### TASK TO CARRY OUT
Read the records below. Copy each line where the string "position" occurs.

### DATA TO EXAMINE
::::::::
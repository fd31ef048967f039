use std::collections::BTreeMap;

use eframe::egui::Vec2;
use serde::Serialize;

use crate::config::TransitionConfig;
use crate::graph::model::Layer;
use crate::layout::LayoutGraph;
use crate::util::lerp;

pub fn ease_in_out_cubic(t: f32) -> f32 {
    let t = t.clamp(0.0, 1.0);
    if t < 0.5 {
        4.0 * t * t * t
    } else {
        1.0 - (-2.0 * t + 2.0).powi(3) / 2.0
    }
}

#[derive(Clone, Copy, Debug, PartialEq, Eq, Serialize)]
#[serde(rename_all = "snake_case")]
pub enum TransitionKind {
    Expand,
    Collapse,
}

impl TransitionKind {
    pub fn duration_ms(self, config: &TransitionConfig) -> f32 {
        match self {
            Self::Expand => config.expand_ms,
            Self::Collapse => config.collapse_ms,
        }
    }
}

#[derive(Clone, Copy, Debug, PartialEq, Eq, Serialize)]
#[serde(rename_all = "snake_case")]
pub enum Motion {
    Moving,
    Entering,
    Exiting,
}

#[derive(Clone, Debug)]
struct SnapshotNode {
    position: Vec2,
    domain_key: String,
    layer: Layer,
}

#[derive(Clone, Debug, Default)]
pub struct Snapshot {
    nodes: BTreeMap<String, SnapshotNode>,
}

impl Snapshot {
    pub fn capture(graph: &LayoutGraph) -> Self {
        let nodes = graph
            .nodes
            .iter()
            .map(|node| {
                (
                    node.id.clone(),
                    SnapshotNode {
                        position: node.world_pos,
                        domain_key: node.domain_key.clone(),
                        layer: node.layer,
                    },
                )
            })
            .collect();
        Self { nodes }
    }

    pub fn is_empty(&self) -> bool {
        self.nodes.is_empty()
    }

    pub fn position(&self, id: &str) -> Option<Vec2> {
        self.nodes.get(id).map(|node| node.position)
    }

    fn anchors(&self) -> BTreeMap<&str, Vec2> {
        self.nodes
            .values()
            .filter(|node| node.layer == Layer::L1)
            .map(|node| (node.domain_key.as_str(), node.position))
            .collect()
    }
}

#[derive(Clone, Debug)]
struct Track {
    id: String,
    motion: Motion,
    from: Vec2,
    to: Vec2,
}

#[derive(Clone, Debug, PartialEq, Serialize)]
pub struct NodeFrame {
    pub id: String,
    pub motion: Motion,
    pub x: f32,
    pub y: f32,
    pub scale: f32,
    pub opacity: f32,
}

#[derive(Clone, Debug)]
pub struct Transition {
    kind: TransitionKind,
    tracks: Vec<Track>,
    elapsed_ms: f32,
    duration_ms: f32,
}

impl Transition {
    /// Pairs every node of `before` and `after` by id.
    ///
    /// Entering nodes start at their domain's L1 anchor; exiting nodes end there. The anchor is
    /// taken from the new layout first, then the old one, then the node's own position.
    pub fn between(
        before: &Snapshot,
        after: &LayoutGraph,
        kind: TransitionKind,
        config: &TransitionConfig,
    ) -> Self {
        let old_anchors = before.anchors();
        let new_anchors = after
            .nodes
            .iter()
            .filter(|node| node.layer == Layer::L1)
            .map(|node| (node.domain_key.as_str(), node.world_pos))
            .collect::<BTreeMap<_, _>>();
        let anchor_for = |domain: &str, fallback: Vec2| {
            new_anchors
                .get(domain)
                .or_else(|| old_anchors.get(domain))
                .copied()
                .unwrap_or(fallback)
        };

        let mut tracks = after
            .nodes
            .iter()
            .map(|node| match before.position(&node.id) {
                Some(from) => Track {
                    id: node.id.clone(),
                    motion: Motion::Moving,
                    from,
                    to: node.world_pos,
                },
                None => Track {
                    id: node.id.clone(),
                    motion: Motion::Entering,
                    from: anchor_for(node.domain_key.as_str(), node.world_pos),
                    to: node.world_pos,
                },
            })
            .collect::<Vec<_>>();

        for (id, node) in &before.nodes {
            if after.index_of(id).is_none() {
                tracks.push(Track {
                    id: id.clone(),
                    motion: Motion::Exiting,
                    from: node.position,
                    to: anchor_for(node.domain_key.as_str(), node.position),
                });
            }
        }

        Self {
            kind,
            tracks,
            elapsed_ms: 0.0,
            duration_ms: kind.duration_ms(config).max(0.0),
        }
    }

    pub fn kind(&self) -> TransitionKind {
        self.kind
    }

    pub fn duration_ms(&self) -> f32 {
        self.duration_ms
    }

    pub fn progress(&self) -> f32 {
        if self.duration_ms <= 0.0 {
            1.0
        } else {
            (self.elapsed_ms / self.duration_ms).clamp(0.0, 1.0)
        }
    }

    pub fn is_finished(&self) -> bool {
        self.progress() >= 1.0
    }

    pub fn advance(&mut self, dt_ms: f32) -> bool {
        self.elapsed_ms += dt_ms.max(0.0);
        self.is_finished()
    }

    // Node states at the current instant. Exiting nodes disappear once finished.
    pub fn frame(&self) -> Vec<NodeFrame> {
        let eased = ease_in_out_cubic(self.progress());
        let finished = self.is_finished();
        self.tracks
            .iter()
            .filter(|track| !(finished && track.motion == Motion::Exiting))
            .map(|track| {
                let (scale, opacity) = match track.motion {
                    Motion::Moving => (1.0, 1.0),
                    Motion::Entering => (eased, eased),
                    Motion::Exiting => (1.0 - eased, 1.0 - eased),
                };
                NodeFrame {
                    id: track.id.clone(),
                    motion: track.motion,
                    x: lerp(track.from.x, track.to.x, eased),
                    y: lerp(track.from.y, track.to.y, eased),
                    scale,
                    opacity,
                }
            })
            .collect()
    }

    pub fn entering(&self) -> usize {
        self.count(Motion::Entering)
    }

    pub fn exiting(&self) -> usize {
        self.count(Motion::Exiting)
    }

    fn count(&self, motion: Motion) -> usize {
        self.tracks
            .iter()
            .filter(|track| track.motion == motion)
            .count()
    }
}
::::::::
### SOLUTION BELOW
    position: Vec2,
                        position: node.world_pos,
    pub fn position(&self, id: &str) -> Option<Vec2> {
        self.nodes.get(id).map(|node| node.position)
            .map(|node| (node.domain_key.as_str(), node.position))
    /// taken from the new layout first, then the old one, then the node's own position.
            .map(|node| match before.position(&node.id) {
                    from: node.position,
                    to: anchor_for(node.domain_key.as_str(), node.position),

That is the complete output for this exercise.